Atteindre le rendement en réduisant l'usage de produits phytosanitaires
Comment devenir moins dépendant aux produits phytosanitaires tout en conservant un rendement satisfaisant ?
Thématiques principales du groupe pour 2022-2026
Pour répondre à cette problématique, les membres du groupe DEPHY Viticulture Yonne ont décidé de se concentrer sur 5 axes :
- Plantation de variétés résistantes au mildiou et à l'oïdium
Les cépages utilisés aujourd'hui sont relativement sensibles à ces deux maladies et créent une dépendance à certains produits phytosanitaires dont sont conscients les vignerons. Face à ce constat, ils ont choisi de s'intéresser à la plantation de cépages résistants aux maladies fongiques. In fine, l'étude de la pertinence de ce levier pourra être réalisée pour évaluer la triple performance de ces cépages sur les terroirs icaunais.

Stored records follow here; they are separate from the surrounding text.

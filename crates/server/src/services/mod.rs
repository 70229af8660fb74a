//! Application services sitting between the HTTP layer and the repositories.

pub mod auth;
pub mod rate_limit;
pub mod speedtest;

pub use auth::{AuthError, AuthService, TokenSigner};
pub use rate_limit::{RateLimitDecision, RateLimitStore, RateLimiter};
pub use speedtest::{SpeedTestClient, SpeedTestResults};
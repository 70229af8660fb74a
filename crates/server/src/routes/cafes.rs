//! Cafe directory handlers: listing, CRUD, ratings, and speed tests.

use axum::Json;
use axum::extract::{Path, Query, State};
use axum::http::{HeaderMap, StatusCode};
use axum::response::{IntoResponse, Response};
use cafe_wifi_core::types::{CafeId, RankBadge, SpeedMetric, SpeedQuality};
use chrono::Utc;
use serde::{Deserialize, Serialize};

use crate::db::{CafeFilter, CafeRepository, CafeSort, SortOrder};
use crate::error::{AppError, Result};
use crate::geo;
use crate::middleware::{RequireAdmin, RequireAuth};
use crate::models::{
    CafeDto, CafeStats, NewCafe, RatingEntry, RatingSummary, SpeedTestEntry, WeeklyHours,
};
use crate::state::AppState;
use crate::validation::{self, NumberOrText, ValidationError};

use super::enforce_ip_quota;

const DEFAULT_PAGE_SIZE: i64 = 50;
const MAX_PAGE_SIZE: i64 = 100;
const DEFAULT_SEARCH_RADIUS_KM: f64 = 10.0;

/// Page descriptor returned alongside paginated cafe lists.
#[derive(Debug, Clone, Copy, PartialEq, Eq, Serialize)]
#[serde(rename_all = "camelCase")]
pub struct Pagination {
    pub current_page: i64,
    pub total_pages: i64,
    pub total_cafes: i64,
    pub has_next_page: bool,
    pub has_prev_page: bool,
    pub limit: i64,
}

impl Pagination {
    fn new(page: i64, limit: i64, total: i64) -> Self {
        let total_pages = if total == 0 { 0 } else { (total - 1) / limit + 1 };
        Self {
            current_page: page,
            total_pages,
            total_cafes: total,
            has_next_page: page < total_pages,
            has_prev_page: page > 1 && total_pages > 0,
            limit,
        }
    }
}

#[derive(Debug, Serialize)]
struct PaginatedCafes {
    cafes: Vec<CafeDto>,
    pagination: Pagination,
}

#[derive(Debug, Deserialize)]
#[serde(rename_all = "camelCase")]
pub struct ListQuery {
    search: Option<String>,
    min_rating: Option<f64>,
    max_rating: Option<f64>,
    wifi_speed_min: Option<f64>,
    wifi_speed_max: Option<f64>,
    is_active: Option<bool>,
    latitude: Option<f64>,
    longitude: Option<f64>,
    radius: Option<f64>,
    sort_by: Option<String>,
    order: Option<String>,
    page: Option<i64>,
    limit: Option<i64>,
}

/// `GET /api/cafes` - list cafes with filters, sorting, geo search, and
/// pagination.
///
/// Legacy contract: when neither `page` nor `limit` is supplied the body is
/// a bare JSON array; otherwise `{cafes, pagination}`.
pub async fn list(
    State(state): State<AppState>,
    Query(query): Query<ListQuery>,
) -> Result<Response> {
    let filter = CafeFilter {
        search: query.search.clone().filter(|term| !term.trim().is_empty()),
        min_rating: query.min_rating,
        max_rating: query.max_rating,
        min_speed: query.wifi_speed_min,
        max_speed: query.wifi_speed_max,
        is_active: Some(query.is_active.unwrap_or(true)),
        sort: CafeSort::parse(query.sort_by.as_deref()),
        order: SortOrder::parse(query.order.as_deref()),
    };

    let paginated = query.page.is_some() || query.limit.is_some();
    let page = query.page.unwrap_or(1).max(1);
    let limit = query
        .limit
        .unwrap_or(DEFAULT_PAGE_SIZE)
        .clamp(1, MAX_PAGE_SIZE);

    let repo = CafeRepository::new(state.pool());

    if let Some(origin) = validation::coordinates(query.latitude, query.longitude)? {
        // Distances are computed in process, so the radius search fetches
        // the full filtered set and paginates afterwards.
        let radius = query.radius.unwrap_or(DEFAULT_SEARCH_RADIUS_KM).max(0.0);
        let mut nearby: Vec<CafeDto> = repo
            .list_all(&filter)
            .await?
            .into_iter()
            .filter_map(|cafe| {
                let here = cafe.location?;
                let km = geo::distance_km(origin, here);
                (km <= radius).then(|| CafeDto::from(cafe).with_distance(km))
            })
            .collect();
        nearby.sort_by(|a, b| {
            a.distance_from_user
                .partial_cmp(&b.distance_from_user)
                .unwrap_or(std::cmp::Ordering::Equal)
        });

        if !paginated {
            return Ok(Json(nearby).into_response());
        }

        let total = i64::try_from(nearby.len()).unwrap_or(i64::MAX);
        let skip = usize::try_from((page - 1) * limit).unwrap_or(usize::MAX);
        let take = usize::try_from(limit).unwrap_or(0);
        let cafes: Vec<CafeDto> = nearby.into_iter().skip(skip).take(take).collect();
        return Ok(Json(PaginatedCafes {
            cafes,
            pagination: Pagination::new(page, limit, total),
        })
        .into_response());
    }

    if !paginated {
        let cafes: Vec<CafeDto> = repo
            .list_all(&filter)
            .await?
            .into_iter()
            .map(CafeDto::from)
            .collect();
        return Ok(Json(cafes).into_response());
    }

    let total = repo.count(&filter).await?;
    let cafes: Vec<CafeDto> = repo
        .list(&filter, limit, (page - 1) * limit)
        .await?
        .into_iter()
        .map(CafeDto::from)
        .collect();
    Ok(Json(PaginatedCafes {
        cafes,
        pagination: Pagination::new(page, limit, total),
    })
    .into_response())
}

#[derive(Debug, Serialize)]
pub struct CafeEnvelope {
    cafe: CafeDto,
}

/// `GET /api/cafes/{id}` - one cafe by id.
pub async fn get_by_id(
    State(state): State<AppState>,
    Path(id): Path<String>,
) -> Result<Json<CafeEnvelope>> {
    let id: CafeId = id.parse()?;
    let cafe = CafeRepository::new(state.pool())
        .get(id)
        .await?
        .ok_or_else(|| AppError::NotFound("Cafe not found".to_string()))?;
    Ok(Json(CafeEnvelope { cafe: cafe.into() }))
}

#[derive(Debug, Serialize)]
pub struct StatsEnvelope {
    stats: CafeStats,
}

- Optimisation de la qualité et du matériel de pulvérisation
Dans un premier lieu, il s'agit de vérifier la qualité de pulvérisation pour diminuer les pertes de produits. Des tests pulvérisateurs avec la mesure des vitesses d'air et l'usage de papiers hydrosensibles seront alors réalisés. En second lieu, il s'agit de réaliser des tests de matériel innovant comme la pulvérisation confinée par panneaux récupérateurs ou encore la stimulation des défenses naturelles de la vigne par les UV.
- Amélioration du raisonnement de la protection phytosanitaire
Il s'agit d'une approche en deux points :
- La décision d'impasse qui traduit la décision de ne pas traiter sans prendre de risque pour sa récolte. Elle peut être utilisée en adaptant la décision à la situation (utilisation d'outils d'aide à la décision, traitement en fonction de la sensibilité des cépages ou des parcelles).
- Adaptation des doses à la pression : recourir à une demi-dose de traitement si la pression observée est faible pour diminuer efficacement le recours aux produits phytosanitaire.
- Généralisation du biocontrôle
Cette thématique regroupe à la fois l'usage de produits alternatifs aux produits phytosanitaires classiques et des pratiques agro-écologiques :
- Optimisation de l'utilisation de produits de biocontrôle et de substances de base (tisanes, etc).
- Mise en place d'infrastructures paysagères permettant de créer des zones refuges pour la faune auxiliaire (haies, zones fleuries, murets, mares, nichoirs, etc).
- Techniques prophylactiques : modes de conduite adaptés, fertilisation raisonnée, choix de porte-greffes, gestion de l'inoculum dans les parcelles contaminées.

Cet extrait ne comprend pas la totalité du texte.